■ WHAT TO PRODUCE: Working from the top of the records below, reproduce each line exactly, ending once you have written the line containing "per tool and".

■ DATA SECTION:
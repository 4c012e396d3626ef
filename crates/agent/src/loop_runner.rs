//! The agent loop.
//!
//! One session drives a model through a set of line-protocol tools:
//!
//! 1. The prompt is the caller's context plus one guidance block per tool and
//!    a closing "What's your next action?".
//! 2. Each attempt rebuilds the prompt (pruning old feedback bands), resets
//!    the tools and streams one reply.
//! 3. Reply lines select a tool by prefix; the selected tool consumes every
//!    following line. A `Break` re-feeds the same line to the next step.
//! 4. A broken protocol turns into feedback (the reply plus a correction) and
//!    the next attempt starts, until the retry budget runs out.
//!
//! With a terminal tool (see [`ConfirmTool`](crate::tools::ConfirmTool))
//! registered, a completed action is appended to the conversation and the
//! session continues until the terminal tool succeeds.

use std::sync::Arc;
use stepwise_config::AppConfig;
use stepwise_core::error::Result;
use stepwise_core::message::Role;
use stepwise_core::provider::{Provider, ProviderRequest};
use stepwise_core::token::Tokenizer;
use stepwise_core::tool::{StepResult, ToolSet};
use tokio::sync::mpsc;
use tokio_stream::wrappers::ReceiverStream;
use tokio_util::sync::CancellationToken;
use tracing::{debug, info, warn};
use uuid::Uuid;

use crate::line_stream::LineStream;
use crate::narration::Narration;
use crate::prompt::{PromptBuilder, PromptError};

/// Attempts per action.
pub const MAX_ATTEMPTS: usize = 3;

/// Completed actions per multi-action session.
pub const MAX_ACTIONS: usize = 8;

/// Closing directive of every prompt.
pub const NEXT_ACTION: &str = "What's your next action?";

/// How a session ended.
#[derive(Debug, Clone, Copy, PartialEq, Eq)]
pub enum SessionOutcome {
    Succeeded,
    Exhausted,
    Infeasible,
    Cancelled,
}

/// What a session starts from.
pub enum AgentInput {
    /// A task description; priced with the provider's tokenizer.
    Text(String),
    /// A caller-built prompt with its own budget.
    Builder(PromptBuilder),
}

impl From<String> for AgentInput {
    fn from(text: String) -> Self {
        Self::Text(text)
    }
}

impl From<&str> for AgentInput {
    fn from(text: &str) -> Self {
        Self::Text(text.to_string())
    }
}

impl From<PromptBuilder> for AgentInput {
    fn from(builder: PromptBuilder) -> Self {
        Self::Builder(builder)
    }
}

/// Prices prompt components with the model's own tokenizer.
pub struct ProviderTokenizer(pub Arc<dyn Provider>);

impl Tokenizer for ProviderTokenizer {
    fn count_tokens(&self, text: &str) -> usize {
        self.0.count_tokens(text)
    }
}

/// Everything one attempt learned from its reply.
#[derive(Default)]
struct Attempt {
    transcript: String,
    selected: Option<usize>,
    error: Option<String>,
}

async fn notify(narration: &mpsc::Sender<Narration>, event: Narration) {
    // Narration is advisory; a closed receiver does not stop the session.
    let _ = narration.send(event).await;
}

/// The core agent loop that drives a model through tool protocols.
pub struct AgentLoop {
    /// The LLM provider to use
    provider: Arc<dyn Provider>,

    /// The model to use
    model: String,

    /// Temperature setting
    temperature: f32,

    /// Tokens kept free for the reply; also sent as the reply length cap
    reply_reserve: usize,

    /// Tools the model can choose from, in selection order
    tools: ToolSet,
}

impl AgentLoop {
    /// Create a new agent loop.
    pub fn new(provider: Arc<dyn Provider>, model: impl Into<String>, tools: ToolSet) -> Self {
        let defaults = AppConfig::default();
        Self {
            provider,
            model: model.into(),
            temperature: defaults.default_temperature,
            reply_reserve: defaults.agent.reply_reserve_tokens,
            tools,
        }
    }

    /// Create an agent loop with model, temperature and reserve from `config`.
    pub fn from_config(provider: Arc<dyn Provider>, config: &AppConfig, tools: ToolSet) -> Self {
        Self::new(provider, config.default_model.clone(), tools)
            .with_temperature(config.default_temperature)
            .with_reply_reserve(config.agent.reply_reserve_tokens)
    }

    pub fn with_temperature(mut self, temperature: f32) -> Self {
        self.temperature = temperature;
        self
    }

    pub fn with_reply_reserve(mut self, tokens: usize) -> Self {
        self.reply_reserve = tokens;
        self
    }

    /// Guidance block of every tool, in selection order.
    fn guidance(&self) -> Vec<String> {
        self.tools
            .iter()
            .map(|tool| {
                format!(
                    "\nIf you want to **{}**, please format your reply as:\n\n{}",
                    tool.intent(),
                    tool.format()
                )
            })
            .collect()
    }

    fn initial_prompt(&self, input: AgentInput) -> PromptBuilder {
        let mut prompt = match input {
            AgentInput::Builder(builder) => builder,
            AgentInput::Text(text) => {
                let budget = self
                    .provider
                    .context_length()
                    .saturating_sub(self.reply_reserve);
                let tokenizer = Arc::new(ProviderTokenizer(self.provider.clone()));
                let mut builder = PromptBuilder::new(tokenizer, budget);
                builder.add_user(text, None);
                builder
            }
        };
        for block in self.guidance() {
            prompt.add_user(block, None);
        }
        prompt.add_user(format!("\n{NEXT_ACTION}"), None);
        prompt
    }

    /// Run one session to its end, narrating progress on `narration`.
    ///
    /// Malformed replies never surface here: they become feedback for the
    /// next attempt. Only a failing provider is an `Err`.
    pub async fn run(
        &mut self,
        input: AgentInput,
        cancel: &CancellationToken,
        narration: &mpsc::Sender<Narration>,
    ) -> Result<SessionOutcome> {
        let session_id = Uuid::new_v4();
        let provider = self.provider.clone();
        let multi_action = self.tools.has_terminal();
        let mut prompt = self.initial_prompt(input);

        let mut attempts_left = MAX_ATTEMPTS;
        let mut band: u32 = 1;
        let mut actions = 0usize;

        info!(
            %session_id,
            provider = provider.name(),
            tools = ?self.tools.names(),
            multi_action,
            "Starting agent session"
        );

        loop {
            if cancel.is_cancelled() {
                info!(%session_id, "Session cancelled");
                notify(narration, Narration::Cancelled).await;
                return Ok(SessionOutcome::Cancelled);
            }

            if attempts_left == 0 {
                warn!(%session_id, actions, "Retry budget exhausted");
                notify(narration, Narration::Exhausted).await;
                return Ok(SessionOutcome::Exhausted);
            }

            let messages = match prompt.build() {
                Ok(messages) => messages,
                Err(PromptError::Infeasible { tokens, budget }) => {
                    warn!(%session_id, tokens, budget, "Prompt cannot fit the model");
                    notify(narration, Narration::Infeasible { tokens, budget }).await;
                    return Ok(SessionOutcome::Infeasible);
                }
            };

            notify(
                narration,
                Narration::AttemptStarted {
                    remaining: attempts_left,
                },
            )
            .await;
            attempts_left -= 1;
            self.tools.reset_all();

            debug!(
                %session_id,
                attempt = MAX_ATTEMPTS - attempts_left,
                messages = messages.len(),
                tokens = prompt.total_tokens(),
                "Requesting reply"
            );

            let request = ProviderRequest {
                model: self.model.clone(),
                messages,
                temperature: self.temperature,
                max_tokens: u32::try_from(self.reply_reserve).ok(),
                stream: true,
                stop: vec![],
            };
            let rx = provider.stream(request).await?;

            let Some(attempt) = self
                .read_reply(LineStream::new(rx), cancel, narration)
                .await?
            else {
                info!(%session_id, "Session cancelled mid-reply");
                notify(narration, Narration::Cancelled).await;
                return Ok(SessionOutcome::Cancelled);
            };

            let status = attempt
                .selected
                .and_then(|index| self.tools.get(index))
                .map(|tool| tool.check_status());
            let failure = match (attempt.error, status) {
                (Some(error), _) => Some(error),
                (None, None) => {
                    notify(narration, Narration::NoToolSelected).await;
                    Some(
                        "No tool was selected, your reply must follow one of the formats above."
                            .to_string(),
                    )
                }
                (None, Some(StepResult::Error(message))) => {
                    notify(
                        narration,
                        Narration::ToolError {
                            message: message.clone(),
                        },
                    )
                    .await;
                    Some(message)
                }
                (None, Some(_)) => None,
            };

            if let Some(error) = failure {
                debug!(%session_id, band, error = %error, "Attempt failed");
                prompt.add_message(Role::Assistant, attempt.transcript, Some(band));
                prompt.add_message(
                    Role::User,
                    format!("Your reply has wrong format: {error} Please retry!"),
                    Some(band),
                );
                band += 1;
                continue;
            }

            let (tool_name, success, terminal) =
                match attempt.selected.and_then(|index| self.tools.get(index)) {
                    Some(tool) => (
                        tool.name().to_string(),
                        tool.success_message(),
                        tool.is_terminal(),
                    ),
                    None => continue,
                };
            actions += 1;

            info!(%session_id, tool = %tool_name, actions, "Action completed");
            notify(
                narration,
                Narration::ActionCompleted {
                    tool: tool_name,
                    message: success.clone(),
                },
            )
            .await;

            if !multi_action || terminal {
                info!(%session_id, actions, "Session finished");
                notify(narration, Narration::Succeeded).await;
                return Ok(SessionOutcome::Succeeded);
            }

            if actions >= MAX_ACTIONS {
                warn!(%session_id, actions, "Action cap reached without confirmation");
                notify(narration, Narration::Exhausted).await;
                return Ok(SessionOutcome::Exhausted);
            }

            // The completed turn, directive included, is one prunable band.
            prompt.add_message(Role::Assistant, attempt.transcript, Some(band));
            prompt.add_message(Role::User, success, Some(band));
            prompt.add_message(Role::User, NEXT_ACTION, Some(band));
            band += 1;
            attempts_left = MAX_ATTEMPTS;
        }
    }

    /// Feed one streamed reply through the tools. `None` if cancelled.
    async fn read_reply(
        &mut self,
        mut lines: LineStream,
        cancel: &CancellationToken,
        narration: &mpsc::Sender<Narration>,
    ) -> Result<Option<Attempt>> {
        let mut attempt = Attempt::default();

        loop {
            let next = tokio::select! {
                _ = cancel.cancelled() => return Ok(None),
                next = lines.next_line() => next,
            };
            let Some(line) = next else {
                break;
            };
            let line = line?;

            attempt.transcript.push_str(&line);
            attempt.transcript.push('\n');

            // Keep collecting the transcript after a protocol error.
            if attempt.error.is_some() {
                continue;
            }

            if attempt.selected.is_none() {
                attempt.selected = self.tools.select(&line);
                let selected = attempt
                    .selected
                    .and_then(|i| self.tools.get(i))
                    .map(|tool| tool.name().to_string());
                if let Some(name) = selected {
                    debug!(tool = %name, "Tool selected");
                    notify(narration, Narration::ToolSelected { name }).await;
                }
            }

            let Some(tool) = attempt.selected.and_then(|i| self.tools.get_mut(i)) else {
                continue;
            };

            // A step chain can advance at most once per step on one line.
            for _ in 0..=tool.step_count() {
                match tool.run_step(&line).await {
                    StepResult::Break(message) => {
                        if !message.is_empty() {
                            notify(narration, Narration::StepMessage { message }).await;
                        }
                    }
                    StepResult::Error(message) => {
                        debug!(tool = tool.name(), step = tool.current_step(), "Protocol error");
                        notify(
                            narration,
                            Narration::ToolError {
                                message: message.clone(),
                            },
                        )
                        .await;
                        attempt.error = Some(message);
                        break;
                    }
                    StepResult::Continue | StepResult::Complete => break,
                }
            }
        }

        Ok(Some(attempt))
    }
}

/// Run a session in the background and stream its narration.
///
/// The stream ends when the session does; a provider failure is its last
/// item. Dropping the stream cancels the session.
pub fn run_agent(
    mut agent: AgentLoop,
    input: impl Into<AgentInput>,
    cancel: CancellationToken,
) -> ReceiverStream<Result<Narration>> {
    let input = input.into();
    let (tx, rx) = mpsc::channel(128);

    tokio::spawn(async move {
        let (events_tx, mut events_rx) = mpsc::channel::<Narration>(128);

        let forward_tx = tx.clone();
        let forward_cancel = cancel.clone();
        let forward = tokio::spawn(async move {
            while let Some(event) = events_rx.recv().await {
                if forward_tx.send(Ok(event)).await.is_err() {
                    forward_cancel.cancel();
                    break;
                }
            }
        });

        let result = agent.run(input, &cancel, &events_tx).await;
        drop(events_tx);
        let _ = forward.await;

        if let Err(e) = result {
            warn!(error = %e, "Agent session failed");
            let _ = tx.send(Err(e)).await;
        }
    });

    ReceiverStream::new(rx)
}
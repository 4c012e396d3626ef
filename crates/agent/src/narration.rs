//! Session narration.
//!
//! `Narration` is the human-facing progress feed of an agent session. It is
//! advisory: callers that only need the outcome use
//! [`AgentLoop::run`](crate::loop_runner::AgentLoop::run) instead.

use serde::{Deserialize, Serialize};
use std::fmt;

/// Events emitted while a session runs.
///
/// Serialized with a `type` tag:
/// - `attempt_started`: a model request is about to be sent
/// - `tool_selected`: a reply line picked a tool
/// - `step_message`: a tool step reported progress
/// - `tool_error`: the reply broke the tool's protocol
/// - `no_tool_selected`: the reply ended without picking a tool
/// - `action_completed`: a tool ran to completion
/// - `succeeded`, `exhausted`, `infeasible`, `cancelled`: terminal
#[derive(Debug, Clone, PartialEq, Eq, Serialize, Deserialize)]
#[serde(tag = "type", rename_all = "snake_case")]
pub enum Narration {
    AttemptStarted { remaining: usize },

    ToolSelected { name: String },

    StepMessage { message: String },

    ToolError { message: String },

    NoToolSelected,

    ActionCompleted { tool: String, message: String },

    Succeeded,

    /// The retry budget or the action cap ran out.
    Exhausted,

    /// Even the unprunable part of the prompt does not fit.
    Infeasible { tokens: usize, budget: usize },

    Cancelled,
}

impl Narration {
    /// Stable event name.
    pub fn event_type(&self) -> &'static str {
        match self {
            Self::AttemptStarted { .. } => "attempt_started",
            Self::ToolSelected { .. } => "tool_selected",
            Self::StepMessage { .. } => "step_message",
            Self::ToolError { .. } => "tool_error",
            Self::NoToolSelected => "no_tool_selected",
            Self::ActionCompleted { .. } => "action_completed",
            Self::Succeeded => "succeeded",
            Self::Exhausted => "exhausted",
            Self::Infeasible { .. } => "infeasible",
            Self::Cancelled => "cancelled",
        }
    }

    /// Whether the session ends with this event.
    pub fn is_terminal(&self) -> bool {
        matches!(
            self,
            Self::Succeeded | Self::Exhausted | Self::Infeasible { .. } | Self::Cancelled
        )
    }
}

impl fmt::Display for Narration {
    fn fmt(&self, f: &mut fmt::Formatter<'_>) -> fmt::Result {
        match self {
            Self::AttemptStarted { remaining } => {
                write!(f, "Retries left: {remaining}. Waiting for the model...")
            }
            Self::ToolSelected { name } => write!(f, "Agent selected tool \"{name}\"!"),
            Self::StepMessage { message } => write!(f, "Tool message: {message}"),
            Self::ToolError { message } => write!(f, "Tool error: {message} Retrying!"),
            Self::NoToolSelected => write!(f, "No tool selected, retrying!"),
            Self::ActionCompleted { tool, .. } => write!(f, "Tool \"{tool}\" completed!"),
            Self::Succeeded => write!(f, "Session finished!"),
            Self::Exhausted => write!(f, "Too many retries, exiting!"),
            Self::Infeasible { tokens, budget } => write!(
                f,
                "The prompt needs {tokens} tokens but the model only accepts {budget}, exiting!"
            ),
            Self::Cancelled => write!(f, "Session cancelled."),
        }
    }
}
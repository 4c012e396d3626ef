//! Prompt assembly.
//!
//! - [`builder`]: priority-pruned conversation under a token budget
//! - [`edit_context`]: the initial instruction of an edit session

pub mod builder;
pub mod edit_context;

pub use builder::{PromptBuilder, PromptError};
pub use edit_context::{EditRequest, build_edit_context};
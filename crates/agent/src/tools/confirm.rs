//! Confirm tool: the model declares the request fulfilled.
//!
//! Registering it turns a session into a multi-action one: other tools may
//! run several times, and only a confirmation ends the session.

use async_trait::async_trait;
use regex::Regex;
use std::convert::Infallible;
use stepwise_core::error::ToolError;
use stepwise_core::tool::{StepResult, Tool};

use crate::steps::{Step, StepHandler, StepSequence, literal_regex};

/// Literal-only protocols have no callbacks.
struct NoCallbacks;

#[async_trait]
impl StepHandler for NoCallbacks {
    type Action = Infallible;

    async fn on_assert(&mut self, action: Infallible) -> StepResult {
        match action {}
    }
}

fn confirmation(request: &str) -> String {
    format!("I want to confirm that \"{request}\" is done.")
}

pub struct ConfirmTool {
    request: String,
    sentence: Regex,
    sequence: StepSequence<Infallible>,
}

impl ConfirmTool {
    pub fn new(request: impl Into<String>) -> Result<Self, ToolError> {
        let request = request.into();
        let sentence = literal_regex(&confirmation(&request))
            .map_err(|e| ToolError::InvalidParameters(e.to_string()))?;
        let mut tool = Self {
            request,
            sentence,
            sequence: StepSequence::new(Vec::new()),
        };
        tool.reset();
        Ok(tool)
    }
}

#[async_trait]
impl Tool for ConfirmTool {
    fn name(&self) -> &str {
        "confirm"
    }

    fn intent(&self) -> String {
        format!("confirm that \"{}\" is done", self.request)
    }

    fn format(&self) -> String {
        format!("1. {}\n", confirmation(&self.request))
    }

    fn prefix(&self) -> &str {
        "1. I want to confirm"
    }

    fn is_terminal(&self) -> bool {
        true
    }

    fn reset(&mut self) {
        self.sequence = StepSequence::new(vec![Step::literal(
            "1.",
            self.sentence.clone(),
            &confirmation(&self.request),
        )]);
    }

    fn current_step(&self) -> usize {
        self.sequence.current()
    }

    fn step_count(&self) -> usize {
        self.sequence.len()
    }

    async fn run_step(&mut self, line: &str) -> StepResult {
        self.sequence.run(&mut NoCallbacks, line).await
    }

    fn check_status(&self) -> StepResult {
        self.sequence.check_status()
    }

    fn success_message(&self) -> String {
        "Confirmed!".into()
    }
}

■ YOUR RESPONSE:
repository 4c012e396d3626ef
filename crates/agent/src/loop_runner.rs
//! The agent loop.
//!
//! One session drives a model through a set of line-protocol tools:
//!
//! 1. The prompt is the caller's context plus one guidance block per tool and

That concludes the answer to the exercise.